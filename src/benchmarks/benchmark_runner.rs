//! Core benchmark execution logic.

use std::fs;
use std::io;
use std::path::Path;

use log::{error, info, warn};
use serde::Serialize;
use serde::de::DeserializeOwned;

use super::benchmark_errors::{BenchmarkError, BenchmarkResult};
use super::benchmark_types::{BackendConfig, BenchmarkSettings, ExperimentConfig};
use super::inference::InferenceBenchmark;
use super::training::TrainingBenchmark;
use crate::backends::{Backend, SyntheticBackend};

pub const DEFAULT_CONFIG_PATH: &str = "configs/experiment.json";
pub const EXPERIMENT_CONFIG_FILE: &str = "experiment_config.json";

/// Configuration loader for JSON experiment files
pub struct ConfigLoader;

impl ConfigLoader {
    /// Load a configuration file. Missing fields take their defaults.
    pub fn load_config<T: DeserializeOwned>(path: &Path) -> BenchmarkResult<T> {
        let content = fs::read_to_string(path).map_err(|e| match e.kind() {
            io::ErrorKind::NotFound => BenchmarkError::ConfigFileNotFound {
                path: path.display().to_string(),
            },
            _ => BenchmarkError::IoError { source: e },
        })?;

        serde_json::from_str(&content).map_err(|e| BenchmarkError::ConfigParseError {
            path: path.display().to_string(),
            source: e,
        })
    }

    /// Load and validate an experiment configuration
    pub fn load_experiment_config(path: &Path) -> BenchmarkResult<ExperimentConfig> {
        let config: ExperimentConfig = Self::load_config(path)?;
        config.validate()?;
        info!("Loaded experiment '{}' from {}", config.experiment_name, path.display());
        Ok(config)
    }

    /// Write a configuration as pretty JSON
    pub fn save_config<T: Serialize>(config: &T, path: &Path) -> BenchmarkResult<()> {
        let content = serde_json::to_string_pretty(config)
            .map_err(|e| BenchmarkError::ConfigSerializeError { source: e })?;
        fs::write(path, content)?;
        Ok(())
    }
}

/// Main benchmark runner
pub struct BenchmarkRunner;

impl BenchmarkRunner {
    /// Runs one experiment and writes its configuration and results under
    /// `output_dir`.
    pub fn run_experiment(config: &ExperimentConfig, output_dir: &Path) -> BenchmarkResult<()> {
        config.validate()?;

        info!("{}", "=".repeat(80));
        info!("Experiment: {}", config.experiment_name);
        info!(
            "Model: {} | Task: {} | Device: {} | Backend: {}",
            config.model,
            config.task,
            config.device,
            config.backend.name()
        );
        info!("{}", "=".repeat(80));

        fs::create_dir_all(output_dir)?;
        ConfigLoader::save_config(config, &output_dir.join(EXPERIMENT_CONFIG_FILE))?;

        match &config.backend {
            BackendConfig::Synthetic(backend_config) => {
                let mut backend =
                    SyntheticBackend::new(&config.task, config.device, backend_config.clone());
                Self::run_with_backend(&config.benchmark, &mut backend, output_dir)
            }
        }
    }

    /// Runs the benchmark against `backend` and cleans it exactly once.
    ///
    /// A benchmark error takes precedence over a cleanup error.
    pub fn run_with_backend<B: Backend>(
        settings: &BenchmarkSettings,
        backend: &mut B,
        output_dir: &Path,
    ) -> BenchmarkResult<()> {
        let outcome = Self::run_benchmark(settings, backend, output_dir);
        let cleanup = backend.clean();

        match outcome {
            Ok(()) => {
                cleanup?;
                info!("Benchmark '{}' completed successfully", settings.name());
                Ok(())
            }
            Err(e) => {
                error!("Error during benchmarking: {}", e);
                if let Err(cleanup_error) = cleanup {
                    warn!("Failed to clean {} backend: {}", backend.name(), cleanup_error);
                }
                Err(e)
            }
        }
    }

    fn run_benchmark<B: Backend>(
        settings: &BenchmarkSettings,
        backend: &mut B,
        output_dir: &Path,
    ) -> BenchmarkResult<()> {
        info!(
            "Running {} benchmark on {} backend",
            settings.name(),
            backend.name()
        );
        match settings {
            BenchmarkSettings::Inference(config) => {
                let mut benchmark = InferenceBenchmark::new();
                benchmark.configure(config.clone())?;
                benchmark.run(backend)?;
                benchmark.save_in(output_dir)
            }
            BenchmarkSettings::Training(config) => {
                let mut benchmark = TrainingBenchmark::new();
                benchmark.configure(config.clone())?;
                benchmark.run(backend)?;
                benchmark.save_in(output_dir)
            }
        }
    }
}
//! Column-typed in-memory dataset built from one generated batch.

use std::collections::BTreeMap;

use super::dummy_input::{DummyInput, InputValue};
use crate::tensor::DType;

/// Element type of a dataset column.
#[derive(Debug, Clone, Copy, PartialEq, Eq)]
pub enum ColumnType {
    Tensor { dtype: DType, rank: usize },
    Text,
}

/// A labeled synthetic dataset. Row `i` of every column belongs to example `i`.
#[derive(Debug, Clone, PartialEq)]
pub struct Dataset {
    columns: BTreeMap<String, InputValue>,
    num_rows: usize,
}

impl Dataset {
    /// Builds a dataset from a batch whose columns share the leading dimension.
    pub(crate) fn from_batch(batch: DummyInput) -> Self {
        let columns = batch.into_inner();
        let num_rows = columns
            .values()
            .map(InputValue::leading_dim)
            .min()
            .unwrap_or(0);
        Self { columns, num_rows }
    }

    pub fn len(&self) -> usize {
        self.num_rows
    }

    pub fn is_empty(&self) -> bool {
        self.num_rows == 0
    }

    pub fn column_names(&self) -> impl Iterator<Item = &str> {
        self.columns.keys().map(String::as_str)
    }

    pub fn column(&self, name: &str) -> Option<&InputValue> {
        self.columns.get(name)
    }

    /// Per-example type of each column.
    pub fn features(&self) -> BTreeMap<&str, ColumnType> {
        self.columns
            .iter()
            .map(|(name, column)| {
                let column_type = match column {
                    InputValue::Tensor(tensor) => ColumnType::Tensor {
                        dtype: tensor.dtype(),
                        rank: tensor.rank().saturating_sub(1),
                    },
                    InputValue::Prompts(_) => ColumnType::Text,
                };
                (name.as_str(), column_type)
            })
            .collect()
    }

    /// Returns example `index` with the leading dimension removed.
    pub fn row(&self, index: usize) -> Option<DummyInput> {
        if index >= self.num_rows {
            return None;
        }
        let mut row = DummyInput::new();
        for (name, column) in &self.columns {
            row.insert(name, column.select_first(index)?);
        }
        Some(row)
    }

    pub fn iter(&self) -> impl Iterator<Item = DummyInput> + '_ {
        (0..self.num_rows).filter_map(move |index| self.row(index))
    }
}

#[cfg(test)]
mod tests {
    use super::*;
    use crate::tensor::Tensor;

    fn sample_dataset() -> Dataset {
        let mut batch = DummyInput::new();
        batch.insert("input_ids", Tensor::full_i64(vec![3, 4], 7));
        batch.insert("labels", Tensor::full_i64(vec![3], 1));
        batch.insert(
            "prompt",
            InputValue::Prompts(vec!["a".to_string(), "b".to_string(), "c".to_string()]),
        );
        Dataset::from_batch(batch)
    }

    #[test]
    fn rows_drop_the_leading_dimension() {
        let dataset = sample_dataset();
        assert_eq!(dataset.len(), 3);

        let row = dataset.row(1).unwrap();
        assert_eq!(row.tensor("input_ids").unwrap().shape(), &[4]);
        assert_eq!(row.tensor("labels").unwrap().shape(), &[] as &[usize]);
        assert_eq!(
            row.get("prompt").and_then(InputValue::as_prompts),
            Some(&["b".to_string()][..])
        );
        assert!(dataset.row(3).is_none());
    }

    #[test]
    fn features_describe_one_example() {
        let dataset = sample_dataset();
        let features = dataset.features();
        assert_eq!(
            features["input_ids"],
            ColumnType::Tensor {
                dtype: DType::I64,
                rank: 1
            }
        );
        assert_eq!(features["prompt"], ColumnType::Text);
        assert_eq!(dataset.iter().count(), 3);
    }

    #[test]
    fn empty_batch_gives_empty_dataset() {
        let dataset = Dataset::from_batch(DummyInput::new());
        assert!(dataset.is_empty());
        assert_eq!(dataset.iter().count(), 0);
    }
}
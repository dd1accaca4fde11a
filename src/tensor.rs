//! Minimal dense tensor used to carry synthetic inputs to a backend.
//!
//! Tensors only hold what a backend needs to consume a dummy input: a shape,
//! a typed flat buffer in row-major order and the device they are placed on.

use std::fmt;
use std::str::FromStr;

use serde::{Deserialize, Serialize};

use crate::errors::{BackendError, BackendResult};

/// Element type of a tensor.
#[derive(Debug, Clone, Copy, PartialEq, Eq, Hash)]
pub enum DType {
    I64,
    F32,
}

/// Placement of a tensor.
#[derive(Debug, Clone, Copy, PartialEq, Eq, Hash, Default)]
pub enum Device {
    #[default]
    Cpu,
    Cuda(usize),
}

impl fmt::Display for Device {
    fn fmt(&self, f: &mut fmt::Formatter<'_>) -> fmt::Result {
        match self {
            Device::Cpu => write!(f, "cpu"),
            Device::Cuda(index) => write!(f, "cuda:{}", index),
        }
    }
}

impl FromStr for Device {
    type Err = BackendError;

    fn from_str(s: &str) -> Result<Self, Self::Err> {
        match s.trim() {
            "cpu" => Ok(Device::Cpu),
            "cuda" => Ok(Device::Cuda(0)),
            other => other
                .strip_prefix("cuda:")
                .and_then(|index| index.parse::<usize>().ok())
                .map(Device::Cuda)
                .ok_or_else(|| BackendError::UnknownDevice {
                    device: other.to_string(),
                }),
        }
    }
}

impl Serialize for Device {
    fn serialize<S: serde::Serializer>(&self, serializer: S) -> Result<S::Ok, S::Error> {
        serializer.collect_str(self)
    }
}

impl<'de> Deserialize<'de> for Device {
    fn deserialize<D: serde::Deserializer<'de>>(deserializer: D) -> Result<Self, D::Error> {
        let raw = String::deserialize(deserializer)?;
        raw.parse().map_err(serde::de::Error::custom)
    }
}

/// Flat storage of a tensor.
#[derive(Debug, Clone, PartialEq)]
pub enum TensorData {
    I64(Vec<i64>),
    F32(Vec<f32>),
}

impl TensorData {
    pub fn len(&self) -> usize {
        match self {
            TensorData::I64(values) => values.len(),
            TensorData::F32(values) => values.len(),
        }
    }

    pub fn is_empty(&self) -> bool {
        self.len() == 0
    }

    fn slice(&self, start: usize, end: usize) -> TensorData {
        match self {
            TensorData::I64(values) => TensorData::I64(values[start..end].to_vec()),
            TensorData::F32(values) => TensorData::F32(values[start..end].to_vec()),
        }
    }
}

#[derive(Debug, Clone, PartialEq)]
pub struct Tensor {
    shape: Vec<usize>,
    data: TensorData,
    device: Device,
}

impl Tensor {
    /// Builds a host tensor, checking that the buffer matches the shape.
    pub fn new(shape: Vec<usize>, data: TensorData) -> BackendResult<Self> {
        let expected: usize = shape.iter().product();
        if expected != data.len() {
            return Err(BackendError::ShapeMismatch {
                shape,
                expected,
                actual: data.len(),
            });
        }
        Ok(Self {
            shape,
            data,
            device: Device::Cpu,
        })
    }

    pub(crate) fn from_i64(shape: Vec<usize>, values: Vec<i64>) -> Self {
        debug_assert_eq!(shape.iter().product::<usize>(), values.len());
        Self {
            shape,
            data: TensorData::I64(values),
            device: Device::Cpu,
        }
    }

    pub(crate) fn from_f32(shape: Vec<usize>, values: Vec<f32>) -> Self {
        debug_assert_eq!(shape.iter().product::<usize>(), values.len());
        Self {
            shape,
            data: TensorData::F32(values),
            device: Device::Cpu,
        }
    }

    pub fn full_i64(shape: Vec<usize>, value: i64) -> Self {
        let len = shape.iter().product();
        Self::from_i64(shape, vec![value; len])
    }

    pub fn shape(&self) -> &[usize] {
        &self.shape
    }

    pub fn rank(&self) -> usize {
        self.shape.len()
    }

    pub fn numel(&self) -> usize {
        self.data.len()
    }

    pub fn dtype(&self) -> DType {
        match self.data {
            TensorData::I64(_) => DType::I64,
            TensorData::F32(_) => DType::F32,
        }
    }

    pub fn device(&self) -> Device {
        self.device
    }

    pub fn data(&self) -> &TensorData {
        &self.data
    }

    pub fn as_i64(&self) -> Option<&[i64]> {
        match &self.data {
            TensorData::I64(values) => Some(values),
            TensorData::F32(_) => None,
        }
    }

    pub fn as_f32(&self) -> Option<&[f32]> {
        match &self.data {
            TensorData::F32(values) => Some(values),
            TensorData::I64(_) => None,
        }
    }

    /// Returns the tensor placed on `device`.
    pub fn to(mut self, device: Device) -> Self {
        self.device = device;
        self
    }

    /// Returns entry `index` along the leading dimension, dropping that dimension.
    pub fn select_first(&self, index: usize) -> Option<Tensor> {
        let (&rows, rest) = self.shape.split_first()?;
        if index >= rows {
            return None;
        }
        let stride: usize = rest.iter().product();
        Some(Tensor {
            shape: rest.to_vec(),
            data: self.data.slice(index * stride, (index + 1) * stride),
            device: self.device,
        })
    }
}
//! Synthetic input generation.
//!
//! Shape generators synthesize shape-correct tensors for a task family or a
//! specific model type. The input generator picks one for inference and adapts
//! its output to forward or generate usage; the dataset generator turns a
//! labeled batch into a dataset for training runs.

pub mod dataset;
pub mod dataset_generator;
pub mod dummy_input;
pub mod input_generator;
pub mod model_type_generators;
pub mod random;
pub mod task_generators;

pub use dataset::{ColumnType, Dataset};
pub use dataset_generator::DatasetGenerator;
pub use dummy_input::{DummyInput, InputValue, MODALITY_PRIORITY};
pub use input_generator::{InputGenerator, InputMode};
pub use model_type_generators::{
    ConfiguredGenerator, ModelTypeGenerator, model_type_generator, supported_model_types,
};
pub use random::seeded_rng;
pub use task_generators::{ShapeGenerator, TASKS_TO_GENERATORS, supported_tasks, task_generator};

## WHAT YOU ARE ASKED TO DO
Which lines of the records above hold the word "slice"? Copy each of them.

## EXERCISE RESULT
    fn slice(&self, start: usize, end: usize) -> TensorData {
            data: self.data.slice(index * stride, (index + 1) * stride),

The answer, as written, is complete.